- _Exercise prompt_
Within this material, how many lines include the word "debug"? Answer with a number and nothing more.

** Opening Material provided block **

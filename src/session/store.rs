use super::memory::MemoryBackend;
use super::storage::{SessionBackend, StoreSnapshot, SNAPSHOT_VERSION};
use crate::error::{ChatError, Result};
use crate::models::{Message, Session};
use std::sync::Arc;
use tracing::debug;

/// Owns every session plus the active reference.
///
/// Readers get shared snapshots; each mutation edits a private copy, swaps it
/// in, then writes the whole collection through the backend. A failed write
/// never fails the mutation: it is logged and queued for [`take_warnings`].
///
/// [`take_warnings`]: SessionStore::take_warnings
pub struct SessionStore {
    sessions: Arc<Vec<Session>>,
    active: Option<String>,
    backend: Box<dyn SessionBackend>,
    warnings: Vec<String>,
}

impl SessionStore {
    pub fn open(backend: Box<dyn SessionBackend>) -> Self {
        let mut warnings = Vec::new();
        let snapshot = match backend.load() {
            Ok(Some(snapshot)) => snapshot,
            Ok(None) => StoreSnapshot::default(),
            Err(e) => {
                debug!(error = %e, "failed to load chat history, starting empty");
                warnings.push(format!("Could not load chat history: {}", e));
                StoreSnapshot::default()
            }
        };

        // A dangling active id (session deleted by hand) is dropped.
        let active = snapshot
            .active_session_id
            .filter(|id| snapshot.sessions.iter().any(|s| &s.id == id));

        debug!(sessions = snapshot.sessions.len(), "session store opened");
        Self {
            sessions: Arc::new(snapshot.sessions),
            active,
            backend,
            warnings,
        }
    }

    pub fn in_memory() -> Self {
        Self::open(Box::new(MemoryBackend::new()))
    }

    /// Sessions ordered by last modification, newest first.
    pub fn list(&self) -> Vec<&Session> {
        let mut sessions: Vec<&Session> = self.sessions.iter().collect();
        sessions.sort_by(|a, b| b.last_modified.cmp(&a.last_modified));
        sessions
    }

    /// Case-insensitive title filter, same order as [`SessionStore::list`].
    pub fn search(&self, term: &str) -> Vec<&Session> {
        let needle = term.to_lowercase();
        self.list()
            .into_iter()
            .filter(|s| s.title.to_lowercase().contains(&needle))
            .collect()
    }

    /// Read-only view of the current collection.
    pub fn snapshot(&self) -> Arc<Vec<Session>> {
        Arc::clone(&self.sessions)
    }

    pub fn len(&self) -> usize {
        self.sessions.len()
    }

    pub fn is_empty(&self) -> bool {
        self.sessions.is_empty()
    }

    pub fn get(&self, id: &str) -> Option<&Session> {
        self.sessions.iter().find(|s| s.id == id)
    }

    /// Full id for an exact id or a unique prefix of one.
    pub fn resolve_id(&self, id_or_prefix: &str) -> Result<String> {
        if let Some(session) = self.get(id_or_prefix) {
            return Ok(session.id.clone());
        }
        if id_or_prefix.is_empty() {
            return Err(unknown_session(id_or_prefix));
        }
        let matches: Vec<&Session> = self
            .sessions
            .iter()
            .filter(|s| s.id.starts_with(id_or_prefix))
            .collect();
        match matches.as_slice() {
            [only] => Ok(only.id.clone()),
            [] => Err(unknown_session(id_or_prefix)),
            _ => Err(ChatError::SessionError(format!(
                "Session id prefix '{}' is ambiguous ({} matches)",
                id_or_prefix,
                matches.len()
            ))),
        }
    }

    pub fn active_id(&self) -> Option<&str> {
        self.active.as_deref()
    }

    pub fn active(&self) -> Option<&Session> {
        self.active.as_deref().and_then(|id| self.get(id))
    }

    /// Create an empty session and make it active.
    pub fn create(&mut self, model: &str) -> Session {
        let session = Session::new(model);
        let created = session.clone();
        self.apply(move |sessions, active| {
            *active = Some(session.id.clone());
            sessions.insert(0, session);
        });
        created
    }

    pub fn append_message(&mut self, session_id: &str, message: Message) -> Result<()> {
        self.commit(|sessions, _| {
            let session = find_mut(sessions, session_id)?;
            session.messages.push(message);
            session.touch();
            Ok(())
        })
    }

    pub fn rename(&mut self, session_id: &str, title: &str) -> Result<()> {
        let title = title.trim();
        if title.is_empty() {
            return Err(ChatError::SessionError("Title cannot be empty".into()));
        }
        self.commit(|sessions, _| {
            let session = find_mut(sessions, session_id)?;
            session.title = title.to_string();
            session.touch();
            Ok(())
        })
    }

    /// Remove a session. Clears the active reference only if it pointed here.
    pub fn delete(&mut self, session_id: &str) -> Result<()> {
        self.commit(|sessions, active| {
            let before = sessions.len();
            sessions.retain(|s| s.id != session_id);
            if sessions.len() == before {
                return Err(unknown_session(session_id));
            }
            if active.as_deref() == Some(session_id) {
                *active = None;
            }
            Ok(())
        })
    }

    pub fn select(&mut self, session_id: &str) -> Result<()> {
        if self.get(session_id).is_none() {
            return Err(unknown_session(session_id));
        }
        self.commit(|_, active| {
            *active = Some(session_id.to_string());
            Ok(())
        })
    }

    pub fn clear(&mut self) {
        self.apply(|sessions, active| {
            sessions.clear();
            *active = None;
        });
    }

    /// Non-fatal problems (failed writes, unreadable history) since the last call.
    pub fn take_warnings(&mut self) -> Vec<String> {
        std::mem::take(&mut self.warnings)
    }

    fn commit<T, F>(&mut self, mutate: F) -> Result<T>
    where
        F: FnOnce(&mut Vec<Session>, &mut Option<String>) -> Result<T>,
    {
        let mut next = (*self.sessions).clone();
        let mut next_active = self.active.clone();
        let value = mutate(&mut next, &mut next_active)?;
        self.install(next, next_active);
        Ok(value)
    }

    fn apply<T, F>(&mut self, mutate: F) -> T
    where
        F: FnOnce(&mut Vec<Session>, &mut Option<String>) -> T,
    {
        let mut next = (*self.sessions).clone();
        let mut next_active = self.active.clone();
        let value = mutate(&mut next, &mut next_active);
        self.install(next, next_active);
        value
    }

    fn install(&mut self, sessions: Vec<Session>, active: Option<String>) {
        self.sessions = Arc::new(sessions);
        self.active = active;
        self.persist();
    }

    fn persist(&mut self) {
        let snapshot = StoreSnapshot {
            version: SNAPSHOT_VERSION,
            active_session_id: self.active.clone(),
            sessions: (*self.sessions).clone(),
        };
        if let Err(e) = self.backend.save(&snapshot) {
            debug!(error = %e, "failed to save chat history");
            self.warnings
                .push(format!("Chat history could not be saved: {}", e));
        }
    }
}

fn find_mut<'a>(sessions: &'a mut [Session], session_id: &str) -> Result<&'a mut Session> {
    sessions
        .iter_mut()
        .find(|s| s.id == session_id)
        .ok_or_else(|| unknown_session(session_id))
}

fn unknown_session(session_id: &str) -> ChatError {
    ChatError::SessionError(format!("No session with id '{}'", session_id))
}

** Closing Material provided block **

- _Output of the task_
4